__WORK TASK__
Nothing in the records may change. Print them all again.

Collected data entries:
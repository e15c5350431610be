//! The lock polling thread.
//!
//! Spawns one background thread that samples a [`LockProbe`] at a fixed
//! interval and pushes a [`LockEvent::Unlocked`] over a crossbeam channel
//! whenever it observes a Locked → Unlocked edge. `Unknown` samples never
//! participate in edge detection, so flaky queries cannot fake an unlock.

use std::sync::atomic::{AtomicBool, Ordering};
use std::sync::Arc;
use std::thread::JoinHandle;
use std::time::Duration;

use crossbeam_channel::{bounded, Receiver, Sender};
use tracing::{debug, info, warn};

use super::probe::{LockProbe, LockState, SessionLockProbe};

/// Default poll interval in seconds.
pub const DEFAULT_POLL_SECS: u64 = 5;

/// Granularity of the stop-flag check while sleeping between polls.
const SLEEP_STEP: Duration = Duration::from_millis(250);

// ============================================================================
// LockEvent
// ============================================================================

/// Events emitted by the watcher thread.
#[derive(Debug, Clone, Copy, PartialEq, Eq)]
pub enum LockEvent {
    /// The session transitioned from locked to unlocked
    Unlocked,
}

// ============================================================================
// LockWatcher
// ============================================================================

/// Configuration for the polling thread.
#[derive(Debug, Clone)]
pub struct LockWatcher {
    poll_interval: Duration,
}

impl Default for LockWatcher {
    fn default() -> Self {
        Self {
            poll_interval: Duration::from_secs(DEFAULT_POLL_SECS),
        }
    }
}

impl LockWatcher {
    /// Creates a watcher with the given poll interval.
    pub fn new(poll_interval: Duration) -> Self {
        Self { poll_interval }
    }

    /// Spawns the polling thread with the real session probe.
    pub fn spawn(self) -> LockWatcherHandle {
        self.spawn_with_probe(SessionLockProbe)
    }

    /// Spawns the polling thread with a custom probe (test seam).
    pub fn spawn_with_probe<P: LockProbe>(self, mut probe: P) -> LockWatcherHandle {
        // Capacity 1 is enough: consecutive unlock edges collapse into one
        // reset anyway.
        let (tx, rx): (Sender<LockEvent>, Receiver<LockEvent>) = bounded(1);
        let stop = Arc::new(AtomicBool::new(false));
        let stop_flag = stop.clone();
        let poll_interval = self.poll_interval;

        let thread = std::thread::Builder::new()
            .name("lock-watcher".to_string())
            .spawn(move || {
                info!(
                    interval_secs = poll_interval.as_secs(),
                    "lock watcher started"
                );
                let mut previous = LockState::Unknown;

                while !stop_flag.load(Ordering::Relaxed) {
                    let current = probe.probe();

                    if previous == LockState::Locked && current == LockState::Unlocked {
                        debug!("observed unlock transition");
                        if tx.send(LockEvent::Unlocked).is_err() {
                            // Receiver gone, nothing left to report to.
                            break;
                        }
                    }

                    if current != LockState::Unknown {
                        previous = current;
                    }

                    interruptible_sleep(poll_interval, &stop_flag);
                }
                debug!("lock watcher stopped");
            });

        let thread = match thread {
            Ok(handle) => Some(handle),
            Err(e) => {
                warn!("failed to spawn lock watcher thread: {}", e);
                None
            }
        };

        LockWatcherHandle { events: rx, stop, thread }
    }
}

/// Sleeps for `total` in small steps so a raised stop flag is noticed fast.
fn interruptible_sleep(total: Duration, stop: &AtomicBool) {
    let mut remaining = total;
    while !remaining.is_zero() && !stop.load(Ordering::Relaxed) {
        let step = remaining.min(SLEEP_STEP);
        std::thread::sleep(step);
        remaining = remaining.saturating_sub(step);
    }
}

// ============================================================================
// LockWatcherHandle
// ============================================================================

/// Handle to a running watcher thread.
///
/// Dropping the handle stops the thread.
pub struct LockWatcherHandle {
    events: Receiver<LockEvent>,
    stop: Arc<AtomicBool>,
    thread: Option<JoinHandle<()>>,
}

impl LockWatcherHandle {
    /// Returns the event channel receiver.
    pub fn events(&self) -> &Receiver<LockEvent> {
        &self.events
    }

    /// Signals the thread to stop and waits for it to exit.
    pub fn stop(mut self) {
        self.shutdown();
    }

    fn shutdown(&mut self) {
        self.stop.store(true, Ordering::Relaxed);
        if let Some(thread) = self.thread.take() {
            let _ = thread.join();
        }
    }
}

impl Drop for LockWatcherHandle {
    fn drop(&mut self) {
        self.shutdown();
    }
}

// ============================================================================
// Tests
// ============================================================================

#[cfg(test)]
mod tests {
    use super::*;
    use std::time::Duration;

    /// A probe that replays a scripted sequence, then repeats its last state.
    struct ScriptedProbe {
        states: Vec<LockState>,
        index: usize,
    }

    impl ScriptedProbe {
        fn new(states: Vec<LockState>) -> Self {
            Self { states, index: 0 }
        }
    }

    impl LockProbe for ScriptedProbe {
        fn probe(&mut self) -> LockState {
            let state = self.states[self.index.min(self.states.len() - 1)];
            self.index += 1;
            state
        }
    }

    fn fast_watcher() -> LockWatcher {
        LockWatcher::new(Duration::from_millis(1))
    }

    #[test]
    fn test_unlock_edge_fires_event() {
        let probe = ScriptedProbe::new(vec![LockState::Locked, LockState::Unlocked]);
        let handle = fast_watcher().spawn_with_probe(probe);

        let event = handle
            .events()
            .recv_timeout(Duration::from_secs(2))
            .expect("expected an unlock event");
        assert_eq!(event, LockEvent::Unlocked);

        handle.stop();
    }

    #[test]
    fn test_no_event_while_stable_unlocked() {
        let probe = ScriptedProbe::new(vec![LockState::Unlocked]);
        let handle = fast_watcher().spawn_with_probe(probe);

        let result = handle.events().recv_timeout(Duration::from_millis(100));
        assert!(result.is_err(), "stable unlocked must not fire events");

        handle.stop();
    }

    #[test]
    fn test_unknown_does_not_complete_edge() {
        // Locked → Unknown → Unlocked is still one edge; but
        // Unknown → Unlocked alone (at startup) must not fire.
        let probe = ScriptedProbe::new(vec![LockState::Unknown, LockState::Unlocked]);
        let handle = fast_watcher().spawn_with_probe(probe);

        let result = handle.events().recv_timeout(Duration::from_millis(100));
        assert!(result.is_err(), "startup unlock must not fire events");

        handle.stop();
    }

    #[test]
    fn test_unknown_gap_preserves_edge() {
        let probe = ScriptedProbe::new(vec![
            LockState::Locked,
            LockState::Unknown,
            LockState::Unlocked,
        ]);
        let handle = fast_watcher().spawn_with_probe(probe);

        let event = handle
            .events()
            .recv_timeout(Duration::from_secs(2))
            .expect("edge across an Unknown gap should still fire");
        assert_eq!(event, LockEvent::Unlocked);

        handle.stop();
    }

    #[test]
    fn test_stop_joins_thread() {
        let probe = ScriptedProbe::new(vec![LockState::Unlocked]);
        let handle = LockWatcher::new(Duration::from_secs(60)).spawn_with_probe(probe);

        // Must return promptly despite the long poll interval.
        let started = std::time::Instant::now();
        handle.stop();
        assert!(started.elapsed() < Duration::from_secs(5));
    }

    #[test]
    fn test_drop_stops_thread() {
        let probe = ScriptedProbe::new(vec![LockState::Locked]);
        let handle = fast_watcher().spawn_with_probe(probe);
        drop(handle);
    }
}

__OUTPUT OF THE TASK__
repository e15c5350431610be
//! The lock polling thread.
//!
//! Spawns one background thread that samples a [`LockProbe`] at a fixed
//! interval and pushes a [`LockEvent::Unlocked`] over a crossbeam channel
//! whenever it observes a Locked → Unlocked edge. `Unknown` samples never
//! participate in edge detection, so flaky queries cannot fake an unlock.

use std::sync::atomic::{AtomicBool, Ordering};
use std::sync::Arc;
use std::thread::JoinHandle;
use std::time::Duration;

use crossbeam_channel::{bounded, Receiver, Sender};
use tracing::{debug, info, warn};

use super::probe::{LockProbe, LockState, SessionLockProbe};

/// Default poll interval in seconds.
pub const DEFAULT_POLL_SECS: u64 = 5;

/// Granularity of the stop-flag check while sleeping between polls.
const SLEEP_STEP: Duration = Duration::from_millis(250);

// ============================================================================
// LockEvent
// ============================================================================

/// Events emitted by the watcher thread.
#[derive(Debug, Clone, Copy, PartialEq, Eq)]
pub enum LockEvent {
    /// The session transitioned from locked to unlocked
    Unlocked,
}

// ============================================================================
// LockWatcher
// ============================================================================

/// Configuration for the polling thread.
#[derive(Debug, Clone)]
pub struct LockWatcher {
    poll_interval: Duration,
}

impl Default for LockWatcher {
    fn default() -> Self {
        Self {
            poll_interval: Duration::from_secs(DEFAULT_POLL_SECS),
        }
    }
}

impl LockWatcher {
    /// Creates a watcher with the given poll interval.
    pub fn new(poll_interval: Duration) -> Self {
        Self { poll_interval }
    }

    /// Spawns the polling thread with the real session probe.
    pub fn spawn(self) -> LockWatcherHandle {
        self.spawn_with_probe(SessionLockProbe)
    }

    /// Spawns the polling thread with a custom probe (test seam).
    pub fn spawn_with_probe<P: LockProbe>(self, mut probe: P) -> LockWatcherHandle {
        // Capacity 1 is enough: consecutive unlock edges collapse into one
        // reset anyway.
        let (tx, rx): (Sender<LockEvent>, Receiver<LockEvent>) = bounded(1);
        let stop = Arc::new(AtomicBool::new(false));
        let stop_flag = stop.clone();
        let poll_interval = self.poll_interval;

        let thread = std::thread::Builder::new()
            .name("lock-watcher".to_string())
            .spawn(move || {
                info!(
                    interval_secs = poll_interval.as_secs(),
                    "lock watcher started"
                );
                let mut previous = LockState::Unknown;

                while !stop_flag.load(Ordering::Relaxed) {
                    let current = probe.probe();

                    if previous == LockState::Locked && current == LockState::Unlocked {
                        debug!("observed unlock transition");
                        if tx.send(LockEvent::Unlocked).is_err() {
                            // Receiver gone, nothing left to report to.
                            break;
                        }
                    }

                    if current != LockState::Unknown {
                        previous = current;
                    }

                    interruptible_sleep(poll_interval, &stop_flag);
                }
                debug!("lock watcher stopped");
            });

        let thread = match thread {
            Ok(handle) => Some(handle),
            Err(e) => {
                warn!("failed to spawn lock watcher thread: {}", e);
                None
            }
        };

        LockWatcherHandle { events: rx, stop, thread }
    }
}

/// Sleeps for `total` in small steps so a raised stop flag is noticed fast.
fn interruptible_sleep(total: Duration, stop: &AtomicBool) {
    let mut remaining = total;
    while !remaining.is_zero() && !stop.load(Ordering::Relaxed) {
        let step = remaining.min(SLEEP_STEP);
        std::thread::sleep(step);
        remaining = remaining.saturating_sub(step);
    }
}

// ============================================================================
// LockWatcherHandle
// ============================================================================

/// Handle to a running watcher thread.
///
/// Dropping the handle stops the thread.
pub struct LockWatcherHandle {
    events: Receiver<LockEvent>,
    stop: Arc<AtomicBool>,
    thread: Option<JoinHandle<()>>,
}

impl LockWatcherHandle {
    /// Returns the event channel receiver.
    pub fn events(&self) -> &Receiver<LockEvent> {
        &self.events
    }

    /// Signals the thread to stop and waits for it to exit.
    pub fn stop(mut self) {
        self.shutdown();
    }

    fn shutdown(&mut self) {
        self.stop.store(true, Ordering::Relaxed);
        if let Some(thread) = self.thread.take() {
            let _ = thread.join();
        }
    }
}

impl Drop for LockWatcherHandle {
    fn drop(&mut self) {
        self.shutdown();
    }
}

// ============================================================================
// Tests
// ============================================================================

#[cfg(test)]
mod tests {
    use super::*;
    use std::time::Duration;

    /// A probe that replays a scripted sequence, then repeats its last state.
    struct ScriptedProbe {
        states: Vec<LockState>,
        index: usize,
    }

    impl ScriptedProbe {
        fn new(states: Vec<LockState>) -> Self {
            Self { states, index: 0 }
        }
    }

    impl LockProbe for ScriptedProbe {
        fn probe(&mut self) -> LockState {
            let state = self.states[self.index.min(self.states.len() - 1)];
            self.index += 1;
            state
        }
    }

    fn fast_watcher() -> LockWatcher {
        LockWatcher::new(Duration::from_millis(1))
    }

    #[test]
    fn test_unlock_edge_fires_event() {
        let probe = ScriptedProbe::new(vec![LockState::Locked, LockState::Unlocked]);
        let handle = fast_watcher().spawn_with_probe(probe);

        let event = handle
            .events()
            .recv_timeout(Duration::from_secs(2))
            .expect("expected an unlock event");
        assert_eq!(event, LockEvent::Unlocked);

        handle.stop();
    }

    #[test]
    fn test_no_event_while_stable_unlocked() {
        let probe = ScriptedProbe::new(vec![LockState::Unlocked]);
        let handle = fast_watcher().spawn_with_probe(probe);

        let result = handle.events().recv_timeout(Duration::from_millis(100));
        assert!(result.is_err(), "stable unlocked must not fire events");

        handle.stop();
    }

    #[test]
    fn test_unknown_does_not_complete_edge() {
        // Locked → Unknown → Unlocked is still one edge; but
        // Unknown → Unlocked alone (at startup) must not fire.
        let probe = ScriptedProbe::new(vec![LockState::Unknown, LockState::Unlocked]);
        let handle = fast_watcher().spawn_with_probe(probe);

        let result = handle.events().recv_timeout(Duration::from_millis(100));
        assert!(result.is_err(), "startup unlock must not fire events");

        handle.stop();
    }

    #[test]
    fn test_unknown_gap_preserves_edge() {
        let probe = ScriptedProbe::new(vec![
            LockState::Locked,
            LockState::Unknown,
            LockState::Unlocked,
        ]);
        let handle = fast_watcher().spawn_with_probe(probe);

        let event = handle
            .events()
            .recv_timeout(Duration::from_secs(2))
            .expect("edge across an Unknown gap should still fire");
        assert_eq!(event, LockEvent::Unlocked);

        handle.stop();
    }

    #[test]
    fn test_stop_joins_thread() {
        let probe = ScriptedProbe::new(vec![LockState::Unlocked]);
        let handle = LockWatcher::new(Duration::from_secs(60)).spawn_with_probe(probe);

        // Must return promptly despite the long poll interval.
        let started = std::time::Instant::now();
        handle.stop();
        assert!(started.elapsed() < Duration::from_secs(5));
    }

    #[test]
    fn test_drop_stops_thread() {
        let probe = ScriptedProbe::new(vec![LockState::Locked]);
        let handle = fast_watcher().spawn_with_probe(probe);
        drop(handle);
    }
}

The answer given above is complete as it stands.